### Try it
In the entries below, the lines from the one with "no known pattern" through the one with "impl From<std::io::Error> for" are to be copied exactly; both ends count.

### Task data
========
//! Error types for BattlEye RCON

use thiserror::Error;

/// Result type for RCON operations
pub type Result<T> = std::result::Result<T, RconError>;

/// RCON error types
#[derive(Debug, Error)]
pub enum RconError {
    /// Datagram did not match the wire layout
    #[error("malformed packet: {0}")]
    Malformed(String),

    /// Operation attempted in the wrong protocol state
    #[error("protocol is {current}, expected {expected}")]
    InvalidState {
        current: &'static str,
        expected: &'static str,
    },

    /// The server denied the password, or login could never complete
    #[error("login failed: {0}")]
    Login(String),

    /// A command exhausted its attempts or was refused by the server
    #[error("command failed: {0}")]
    Command(String),

    /// Server message matched no known pattern
    #[error("unexpected server message: {0}")]
    UnexpectedMessage(String),

    /// OS-level socket failure
    #[error("transport error: {0}")]
    Transport(String),

    /// A wait on an event or response ran out of time
    #[error("timed out: {0}")]
    Timeout(String),
}

impl From<std::io::Error> for RconError {
    fn from(err: std::io::Error) -> Self {
        RconError::Transport(err.to_string())
    }
}
//! Fan-out of client events to listeners and subscribers

use std::time::Duration;

use bercon_core::packet::ServerPacket;
use bercon_core::{RconError, Result};
use tokio::sync::{Mutex, broadcast};
use tracing::debug;

use crate::player::Player;

/// Capacity of the broadcast channel backing subscriptions; slow
/// subscribers miss events rather than stalling the client.
const EVENT_BUFFER: usize = 64;

/// A high-level event emitted by the client
#[derive(Debug, Clone)]
pub enum RconEvent {
    /// Authentication with the server completed
    Login,
    /// Any packet received from the server, before interpretation
    Raw(ServerPacket),
    /// Text of a server message, before parsing
    Message(String),
    /// Text of a command response
    Command(String),
    /// An RCON admin (possibly this client) logged in
    AdminLogin { id: u16, addr: String },
    AdminMessage {
        id: u16,
        channel: String,
        message: String,
    },
    /// An admin message on the `Global` channel
    AdminAnnouncement { id: u16, message: String },
    /// An admin whispered to a cached player
    AdminWhisper {
        player: Player,
        admin_id: u16,
        message: String,
    },
    PlayerConnect(Player),
    PlayerGuid(Player),
    PlayerVerifyGuid(Player),
    PlayerDisconnect(Player),
    PlayerKick { player: Player, reason: String },
    PlayerMessage {
        player: Player,
        channel: String,
        message: String,
    },
}

/// Discriminant of [`RconEvent`], used to register listeners
#[derive(Debug, Clone, Copy, PartialEq, Eq, Hash)]
pub enum EventKind {
    Login,
    Raw,
    Message,
    Command,
    AdminLogin,
    AdminMessage,
    AdminAnnouncement,
    AdminWhisper,
    PlayerConnect,
    PlayerGuid,
    PlayerVerifyGuid,
    PlayerDisconnect,
    PlayerKick,
    PlayerMessage,
}

impl RconEvent {
    pub fn kind(&self) -> EventKind {
        match self {
            RconEvent::Login => EventKind::Login,
            RconEvent::Raw(_) => EventKind::Raw,
            RconEvent::Message(_) => EventKind::Message,
            RconEvent::Command(_) => EventKind::Command,
            RconEvent::AdminLogin { .. } => EventKind::AdminLogin,
            RconEvent::AdminMessage { .. } => EventKind::AdminMessage,
            RconEvent::AdminAnnouncement { .. } => EventKind::AdminAnnouncement,
            RconEvent::AdminWhisper { .. } => EventKind::AdminWhisper,
            RconEvent::PlayerConnect(_) => EventKind::PlayerConnect,
            RconEvent::PlayerGuid(_) => EventKind::PlayerGuid,
            RconEvent::PlayerVerifyGuid(_) => EventKind::PlayerVerifyGuid,
            RconEvent::PlayerDisconnect(_) => EventKind::PlayerDisconnect,
            RconEvent::PlayerKick { .. } => EventKind::PlayerKick,
            RconEvent::PlayerMessage { .. } => EventKind::PlayerMessage,
        }
    }
}

type Listener = Box<dyn Fn(&RconEvent) + Send + Sync>;

/// Routes events to registered listeners and broadcast subscribers.
///
/// Listeners are synchronous callbacks invoked in dispatch order; work
/// that needs to await should be spawned from the callback or driven
/// through [`subscribe`](Self::subscribe) instead.
pub struct EventDispatcher {
    listeners: Mutex<Vec<(EventKind, Listener)>>,
    tx: broadcast::Sender<RconEvent>,
}

impl EventDispatcher {
    pub fn new() -> Self {
        let (tx, _) = broadcast::channel(EVENT_BUFFER);
        EventDispatcher {
            listeners: Mutex::new(Vec::new()),
            tx,
        }
    }

    /// Registers a callback for one kind of event.
    pub async fn add_listener<F>(&self, kind: EventKind, listener: F)
    where
        F: Fn(&RconEvent) + Send + Sync + 'static,
    {
        self.listeners.lock().await.push((kind, Box::new(listener)));
    }

    /// Returns a receiver of every dispatched event.
    pub fn subscribe(&self) -> broadcast::Receiver<RconEvent> {
        self.tx.subscribe()
    }

    /// Delivers an event to matching listeners and all subscribers.
    pub async fn dispatch(&self, event: RconEvent) {
        debug!(kind = ?event.kind(), "dispatching event");

        let listeners = self.listeners.lock().await;
        for (kind, listener) in listeners.iter() {
            if *kind == event.kind() {
                listener(&event);
            }
        }
        drop(listeners);

        // No subscribers is fine
        let _ = self.tx.send(event);
    }

    /// Waits until an event of `kind` satisfying `predicate` is
    /// dispatched, up to `timeout`.
    ///
    /// Only events dispatched after the call starts are considered.
    pub async fn wait_for<F>(
        &self,
        kind: EventKind,
        timeout: Duration,
        mut predicate: F,
    ) -> Result<RconEvent>
    where
        F: FnMut(&RconEvent) -> bool + Send,
    {
        let mut rx = self.subscribe();
        let wait = async {
            loop {
                match rx.recv().await {
                    Ok(event) if event.kind() == kind && predicate(&event) => return Some(event),
                    Ok(_) => {}
                    Err(broadcast::error::RecvError::Lagged(skipped)) => {
                        debug!(skipped, "event subscriber lagged while waiting");
                    }
                    Err(broadcast::error::RecvError::Closed) => return None,
                }
            }
        };

        match tokio::time::timeout(timeout, wait).await {
            Ok(Some(event)) => Ok(event),
            Ok(None) => Err(RconError::Timeout(format!(
                "dispatcher closed while waiting for {kind:?}"
            ))),
            Err(_) => Err(RconError::Timeout(format!(
                "no {kind:?} event within {timeout:?}"
            ))),
        }
    }
}

impl Default for EventDispatcher {
    fn default() -> Self {
        Self::new()
    }
}

#[cfg(test)]
mod tests {
    use super::*;
    use std::sync::Arc;
    use std::sync::atomic::{AtomicUsize, Ordering};

    #[tokio::test]
    async fn test_listeners_filter_by_kind() {
        let dispatcher = EventDispatcher::new();
        let seen = Arc::new(AtomicUsize::new(0));

        let counter = seen.clone();
        dispatcher
            .add_listener(EventKind::Message, move |_| {
                counter.fetch_add(1, Ordering::SeqCst);
            })
            .await;

        dispatcher.dispatch(RconEvent::Message("hi".into())).await;
        dispatcher.dispatch(RconEvent::Login).await;
        dispatcher.dispatch(RconEvent::Message("again".into())).await;

        assert_eq!(seen.load(Ordering::SeqCst), 2);
    }

    #[tokio::test]
    async fn test_wait_for_applies_predicate() {
        let dispatcher = Arc::new(EventDispatcher::new());

        let background = dispatcher.clone();
        let task = tokio::spawn(async move {
            background.dispatch(RconEvent::Command("first".into())).await;
            background.dispatch(RconEvent::Command("second".into())).await;
        });

        let event = dispatcher
            .wait_for(EventKind::Command, Duration::from_secs(1), |event| {
                matches!(event, RconEvent::Command(text) if text == "second")
            })
            .await
            .unwrap();
        assert!(matches!(event, RconEvent::Command(text) if text == "second"));
        task.await.unwrap();
    }

    #[tokio::test]
    async fn test_wait_for_times_out() {
        let dispatcher = EventDispatcher::new();
        let result = dispatcher
            .wait_for(EventKind::Login, Duration::from_millis(10), |_| true)
            .await;
        assert!(matches!(result, Err(RconError::Timeout(_))));
    }
}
========
### Response below
    /// Server message matched no known pattern
    #[error("unexpected server message: {0}")]
    UnexpectedMessage(String),

    /// OS-level socket failure
    #[error("transport error: {0}")]
    Transport(String),

    /// A wait on an event or response ran out of time
    #[error("timed out: {0}")]
    Timeout(String),
}

impl From<std::io::Error> for RconError {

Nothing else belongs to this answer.